Es gibt nicht wenige Menschen im Dunstkreis von Eintracht Frankfurt, die es als nahezu absurd empfinden, einen Trainer vorzeitig ziehen zu lassen, der dem Verein zu seinem größten Triumph nach fast einem halben Jahrhundert verholfen und ihn nun ins nationale Pokalfinale geführt hat. So einer ist sakrosankt, so einen tastet man nicht an. Fertig. Aus. Oliver Glasner, um den es hier geht, genießt bei vielen Frankfurter Fans nach wie vor einen extrem hohen Stellenwert, das Unverständnis über die Trennung im Sommer ist groß. Erst kürzlich feierten sie ihn ab, weil er beim Pokalsieg in Stuttgart einen doppelten Diver vor der Kurve hingelegt hat. Die Verantwortlichen indes waren ob der Selbstinszenierung, defensiv formuliert, irritiert und perplex.

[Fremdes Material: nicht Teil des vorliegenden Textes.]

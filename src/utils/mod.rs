pub mod app_process;
pub mod graceful_shutdown;

pub use app_process::AppProcess;
pub use graceful_shutdown::{GracefulShutdown, ShutdownReason};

Denn zur Wahrheit gehört ja auch: Die Eintracht hat einen beispiellosen Absturz hingelegt, spielt gerade die Rückrunde der Schande 2.0. Glasner konnte in der Liga zum zweiten Mal hintereinander den freien Fall nicht verhindern. Der Diver von Stuttgart ist nur ein Beispiel für die heterogene Beziehung zwischen dem Fußballlehrer auf der einen und den Verantwortlichen auf der anderen Seite. Das Tischtuch ist zerschnitten. Sportvorstand Markus Krösche und Glasner haben keinen gemeinsamen Nenner gefunden, die Beziehung ist nachhaltig gestört. Gleich mehrfach hat der Trainer öffentlich die Qualität des Kaders infrage gestellt, den der Manager zusammengestellt hat. Der davon genervte Krösche erhöhte verbal den Druck auf den Fußballlehrer. Auch der Trainer verspürt keine Lust mehr auf die Eintracht, der tiefe Riss durch den Richtungsstreit zwischen Vorstand und Coach ist nicht mehr zu kitten. Hier die Forderung: Junge Spieler entwickeln, um sie teuer zu verkaufen. Dort die Forderung nach gestandenen, besseren Profis, mit denen sich hohe Ziele einfacher erreichen lassen.
Glasners Abschied aus Wolfsburg ging ebenfalls nicht geräuschlos vonstatten. Auch dort hat er sich mit dem Manager überworfen und war in der Mannschaft nicht gerade beliebt. Vielleicht ist es auch einfach so, dass er sich mit der Zeit abnutzt, sein Ehrgeiz ist grenzenlos, sein Antrieb immens. So einer kann unbequem sein. Gefordert ist jetzt vor allem Sportvorstand Markus Krösche: Er muss einen Nachfolger finden, der besser passt als Oliver Glasner. Dino Toppmöller ist sein Favorit.